Abstract: Large-scale whole genome/exome sequencing (WGS/WES) studies have enabled the analysis of rare variants (RVs) associated with complex human traits. Existing RV meta-analysis approaches are not scalable when applied to WGS/WES data. We propose MetaSTAAR, a powerful and resource-efficient RV meta-analysis framework, for large-scale WGS association studies. MetaSTAAR accounts for population structure and relatedness for both continuous and dichotomous traits. By storing LD information of RVs in a new sparse matrix format, the proposed framework is highly storage efficient and computationally scalable for analyzing large-scale WGS/WES data without information loss. Furthermore, MetaSTAAR dynamically incorporates multiple functional annotations to empower RV association analysis, and enables conditional analyses to identify RV-set signals independent of nearby common variants. We applied MetaSTAAR to identify RV-sets associated with four quantitative lipid traits in 30,138 related samples from the NHLBI TOPMed Program Freeze 5 data, consisting of 14 ancestrally diverse studies and 255 million variants in total, as well as the UK Biobank WES data of ~200,000 related samples.
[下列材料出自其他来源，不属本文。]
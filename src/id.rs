//! ID generation utilities for Cadence
//!
//! Provides functions for generating unique identifiers for executions and
//! decisions, and the epoch-millisecond clock used across all records.

use rand::Rng;

/// Get current timestamp in milliseconds since Unix epoch
pub fn now_ms() -> i64 {
    std::time::SystemTime::now()
        .duration_since(std::time::UNIX_EPOCH)
        .unwrap()
        .as_millis() as i64
}

/// Generate a unique execution ID
///
/// Format: `exec-{timestamp_ms}-{random_hex}`
/// Example: `exec-1738300800123-a1b2`
pub fn generate_execution_id() -> String {
    let timestamp = now_ms();
    let random: u16 = rand::rng().random();
    format!("exec-{}-{:04x}", timestamp, random)
}

/// Generate a decision ID for a gate approval/rejection record
///
/// Format: `dec-{timestamp_ms}-{random_hex}`
pub fn generate_decision_id() -> String {
    let timestamp = now_ms();
    let random: u16 = rand::rng().random();
    format!("dec-{}-{:04x}", timestamp, random)
}
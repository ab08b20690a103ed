//! Guarantee types
//!
//! A guarantee is a declarative rule deciding whether a gate's evidence
//! requirement is met. Kind-specific parameters stay as raw JSON here; the
//! evaluation module parses them per kind and fails closed on anything it
//! does not understand.

use serde::{Deserialize, Serialize};
use serde_json::Value;

/// A declarative validation rule attached to a gate
#[derive(Debug, Clone, PartialEq, Serialize, Deserialize)]
pub struct Guarantee {
    /// Unique guarantee identifier within the gate
    pub id: String,
    /// Human-readable name
    pub name: String,
    /// What category of check this is
    pub kind: GuaranteeKind,
    /// Whether a failure blocks the gate; optional guarantees only audit
    #[serde(default = "default_required")]
    pub required: bool,
    /// Kind-specific parameters, parsed at evaluation time
    #[serde(default)]
    pub spec: Value,
}

fn default_required() -> bool {
    true
}

/// Categories of guarantee checks
///
/// Unrecognized kinds deserialize to `Unknown` and always evaluate to a
/// fail-closed result rather than an error or a guessed pass.
#[derive(Debug, Clone, Copy, PartialEq, Eq, Serialize, Deserialize)]
#[serde(rename_all = "snake_case")]
pub enum GuaranteeKind {
    /// Artifacts must exist matching a pattern and minimum count
    Deliverable,
    /// An existing artifact must satisfy structural checks
    Content,
    /// A numeric metric from a structured artifact must meet a threshold
    Quality,
    /// An opaque marker artifact must exist
    StepProof,
    /// Anything the evaluator does not support
    #[serde(other)]
    Unknown,
}

/// Result of evaluating one guarantee against a workspace snapshot
#[derive(Debug, Clone, PartialEq, Eq, Serialize, Deserialize)]
pub struct GuaranteeResult {
    /// Which guarantee was evaluated
    pub guarantee_id: String,
    /// Whether the guarantee holds
    pub passed: bool,
    /// Human-readable trace of what was checked
    pub evidence: String,
}

impl GuaranteeResult {
    /// A passing result with its evidence trace
    pub fn pass(guarantee_id: &str, evidence: impl Into<String>) -> Self {
        Self {
            guarantee_id: guarantee_id.to_string(),
            passed: true,
            evidence: evidence.into(),
        }
    }

    /// A failing result with its evidence trace
    pub fn fail(guarantee_id: &str, evidence: impl Into<String>) -> Self {
        Self {
            guarantee_id: guarantee_id.to_string(),
            passed: false,
            evidence: evidence.into(),
        }
    }
}

#[cfg(test)]
mod tests {
    use super::*;

    #[test]
    fn test_guarantee_kind_serialization() {
        assert_eq!(
            serde_json::to_string(&GuaranteeKind::Deliverable).unwrap(),
            "\"deliverable\""
        );
        assert_eq!(
            serde_json::to_string(&GuaranteeKind::StepProof).unwrap(),
            "\"step_proof\""
        );
    }

    #[test]
    fn test_unknown_kind_deserializes() {
        let kind: GuaranteeKind = serde_json::from_str("\"llm_judge\"").unwrap();
        assert_eq!(kind, GuaranteeKind::Unknown);
    }

    #[test]
    fn test_guarantee_defaults() {
        let json = r#"{"id": "g1", "name": "Plan exists", "kind": "deliverable"}"#;
        let guarantee: Guarantee = serde_json::from_str(json).unwrap();
        assert!(guarantee.required);
        assert!(guarantee.spec.is_null());
    }

    #[test]
    fn test_result_constructors() {
        let pass = GuaranteeResult::pass("g1", "found 2 artifacts matching docs/*.md");
        assert!(pass.passed);
        assert_eq!(pass.guarantee_id, "g1");

        let fail = GuaranteeResult::fail("g2", "no artifact matching out/report.json");
        assert!(!fail.passed);
        assert!(fail.evidence.contains("report.json"));
    }

    #[test]
    fn test_guarantee_serialization_roundtrip() {
        let guarantee = Guarantee {
            id: "g1".to_string(),
            name: "Coverage threshold".to_string(),
            kind: GuaranteeKind::Quality,
            required: true,
            spec: serde_json::json!({
                "path": "coverage.json",
                "metric": "/totals/line_rate",
                "op": "gte",
                "threshold": 0.8
            }),
        };
        let json = serde_json::to_string(&guarantee).unwrap();
        let parsed: Guarantee = serde_json::from_str(&json).unwrap();
        assert_eq!(parsed, guarantee);
    }
}
//! Filesystem-backed workspace rooted at a directory.

use std::path::{Path, PathBuf};

use serde_json::Value;

use super::{Workspace, parse_structured};
use crate::error::{CadenceError, Result};

/// Workspace over a real directory of produced artifacts
pub struct FsWorkspace {
    root: PathBuf,
}

impl FsWorkspace {
    /// Create a workspace rooted at the given directory
    pub fn new(root: impl AsRef<Path>) -> Self {
        Self {
            root: root.as_ref().to_path_buf(),
        }
    }

    /// The workspace root directory
    pub fn root(&self) -> &Path {
        &self.root
    }

    fn absolute(&self, path: &str) -> PathBuf {
        self.root.join(path)
    }
}

impl Workspace for FsWorkspace {
    fn matching(&self, pattern: &str) -> Result<Vec<String>> {
        let full_pattern = self.root.join(pattern);
        let full_pattern = full_pattern
            .to_str()
            .ok_or_else(|| CadenceError::Workspace(format!("non-utf8 pattern: {}", pattern)))?;

        let mut matches = Vec::new();
        let paths = glob::glob(full_pattern)
            .map_err(|e| CadenceError::Workspace(format!("bad pattern {}: {}", pattern, e)))?;
        for entry in paths {
            let path =
                entry.map_err(|e| CadenceError::Workspace(format!("glob error: {}", e)))?;
            if path.is_file() {
                let relative = path.strip_prefix(&self.root).unwrap_or(&path);
                matches.push(relative.to_string_lossy().to_string());
            }
        }
        matches.sort();
        Ok(matches)
    }

    fn read_text(&self, path: &str) -> Result<Option<String>> {
        let full = self.absolute(path);
        if !full.is_file() {
            return Ok(None);
        }
        Ok(Some(std::fs::read_to_string(full)?))
    }

    fn read_structured(&self, path: &str) -> Result<Option<Value>> {
        match self.read_text(path)? {
            Some(text) => Ok(Some(parse_structured(path, &text)?)),
            None => Ok(None),
        }
    }
}
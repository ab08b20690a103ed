//! CLI command definitions using clap.
//!
//! Defines the main CLI structure and subcommands:
//! - validate: check a loop definition file for structural problems
//! - inspect: summarize an archived execution snapshot
//! - simulate: run a definition through the engine end to end

use clap::{Parser, Subcommand};
use std::path::PathBuf;

/// Cadence - a phase/skill/gate execution engine for guided work loops
#[derive(Parser, Debug)]
#[command(name = "cadence")]
#[command(author, version, about, long_about = None)]
pub struct Cli {
    /// Optional config file path
    #[arg(short, long, global = true)]
    pub config: Option<PathBuf>,

    /// Verbose output
    #[arg(short, long, global = true)]
    pub verbose: bool,

    /// Subcommand to execute
    #[command(subcommand)]
    pub command: Commands,
}

impl Cli {
    /// Check if verbose mode is enabled
    pub fn is_verbose(&self) -> bool {
        self.verbose
    }
}

/// Main subcommands
#[derive(Subcommand, Debug)]
pub enum Commands {
    /// Validate a loop definition file
    Validate {
        /// Path to the loop definition YAML
        path: PathBuf,
    },

    /// Summarize an archived execution snapshot
    Inspect {
        /// Path to a snapshot JSON file
        path: PathBuf,

        /// Also print the execution log
        #[arg(short, long)]
        log: bool,
    },

    /// Run a definition through a full simulated execution
    Simulate {
        /// Path to the loop definition YAML
        path: PathBuf,

        /// Workspace root evaluated by gate guarantees
        #[arg(short, long, default_value = ".")]
        workspace: PathBuf,

        /// Write the terminal snapshot to this file
        #[arg(short, long)]
        out: Option<PathBuf>,
    },
}
//! Execution engine
//!
//! Owns the lifecycle of runs: phase progression, skill status tracking,
//! gate lifecycle, pause/resume, and the append-only event log. Every
//! command is a synchronous request/response operation that is fully
//! validated before any state write, so a failed command never leaves a
//! partial mutation behind.

pub mod record;
pub mod snapshot;

pub use record::{ExecutionRecord, PhaseState};
pub use snapshot::ExecutionSnapshot;

use std::collections::HashMap;
use std::sync::Arc;
use std::sync::atomic::{AtomicBool, Ordering};

use serde_json::{Value, json};

use crate::domain::definition::LoopDefinition;
use crate::domain::execution::{
    AutonomyLevel, Execution, ExecutionContext, ExecutionStatus,
};
use crate::domain::gate::{ApprovalPolicy, Decision, GateStatus};
use crate::domain::log::{LogCategory, LogEntry, LogLevel};
use crate::domain::skill::SkillOutcome;
use crate::error::{CadenceError, Result};
use crate::id::now_ms;

/// Cooperative pause flag shared between the engine and an in-flight
/// supervisor loop. The supervisor checks it before each retry or
/// remediation step and aborts into `pending-human` when it is set.
#[derive(Debug, Clone)]
pub struct PauseSignal(Arc<AtomicBool>);

impl PauseSignal {
    fn new() -> Self {
        Self(Arc::new(AtomicBool::new(false)))
    }

    /// Whether the owning execution is paused
    pub fn is_paused(&self) -> bool {
        self.0.load(Ordering::SeqCst)
    }

    fn set(&self, paused: bool) {
        self.0.store(paused, Ordering::SeqCst);
    }
}

/// The execution engine: command surface over in-memory execution records
#[derive(Default)]
pub struct ExecutionEngine {
    records: HashMap<String, ExecutionRecord>,
    pause_flags: HashMap<String, PauseSignal>,
}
MetaSTAAR requires at least 100 times storage smaller and computationally faster than existing methods. Compared to the joint analysis of pooled individual-level data using STAAR, the P-values from MetaSTAAR and STAAR are highly concordant, with correlation > 0.99 among significant RV-sets. Additionally, MetaSTAAR identified and replicated several conditionally significant RV associations with blood lipids levels.



Short Bio: 李子林,东北师范大学数学与统计学院教授。历任印第安纳大学医学院生物统计与健康数据科学系助理教授,哈佛大学生物统计系博士后、副研究员和研究员。本科与博士毕业于清华大学数学科学系,师从美国国家科学院与医学院两院院士林希虹院士。2023年当选为国际统计学会(International Statistical Institute)推选会员(Elected Member),获阿里巴巴达摩院青橙奖“最具潜力奖”。主要研究方向为高维数据中的统计方法理论和统计遗传学。相关研究成果以第一作者或通讯作者在Nature Methods、Nature Genetics、JASA等国际学术期刊发表。